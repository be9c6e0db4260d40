mod export;
mod ipc;
mod qr;
mod storage;
mod store;

use serde_json::json;
use std::io::{self, BufRead, Write};

fn main() {
    // Keep this binary dependency-light for now. Use simple error mapping.
    let mut state = ipc::AppState {
        workspace: None,
        db: None,
        roster: store::AttendanceStore::new(),
    };

    let stdin = io::stdin();
    let mut stdout = io::stdout();

    for line in stdin.lock().lines() {
        let line = match line {
            Ok(v) => v,
            Err(_) => break,
        };
        if line.trim().is_empty() {
            continue;
        }

        let req: ipc::Request = match serde_json::from_str(&line) {
            Ok(v) => v,
            Err(e) => {
                // Can't reply without id; the reply itself must stay valid
                // JSON no matter what the parser error text contains.
                let reply = json!({
                    "ok": false,
                    "error": { "code": "bad_json", "message": e.to_string() }
                });
                let _ = writeln!(stdout, "{}", reply);
                let _ = stdout.flush();
                continue;
            }
        };

        let resp = ipc::handle_request(&mut state, req);
        let _ = writeln!(
            stdout,
            "{}",
            serde_json::to_string(&resp).unwrap_or_else(|_| "{\"ok\":false}".to_string())
        );
        let _ = stdout.flush();
    }
}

═══

# Task directions
Print out an identical copy of the whole listing.

# Reply to the exercise
repository be9c6e0db4260d40
mod export;
mod ipc;
mod qr;
mod storage;
mod store;

use serde_json::json;
use std::io::{self, BufRead, Write};

fn main() {
    // Keep this binary dependency-light for now. Use simple error mapping.
    let mut state = ipc::AppState {
        workspace: None,
        db: None,
        roster: store::AttendanceStore::new(),
    };

    let stdin = io::stdin();
    let mut stdout = io::stdout();

    for line in stdin.lock().lines() {
        let line = match line {
            Ok(v) => v,
            Err(_) => break,
        };
        if line.trim().is_empty() {
            continue;
        }

        let req: ipc::Request = match serde_json::from_str(&line) {
            Ok(v) => v,
            Err(e) => {
                // Can't reply without id; the reply itself must stay valid
                // JSON no matter what the parser error text contains.
                let reply = json!({
                    "ok": false,
                    "error": { "code": "bad_json", "message": e.to_string() }
                });
                let _ = writeln!(stdout, "{}", reply);
                let _ = stdout.flush();
                continue;
            }
        };

        let resp = ipc::handle_request(&mut state, req);
        let _ = writeln!(
            stdout,
            "{}",
            serde_json::to_string(&resp).unwrap_or_else(|_| "{\"ok\":false}".to_string())
        );
        let _ = stdout.flush();
    }
}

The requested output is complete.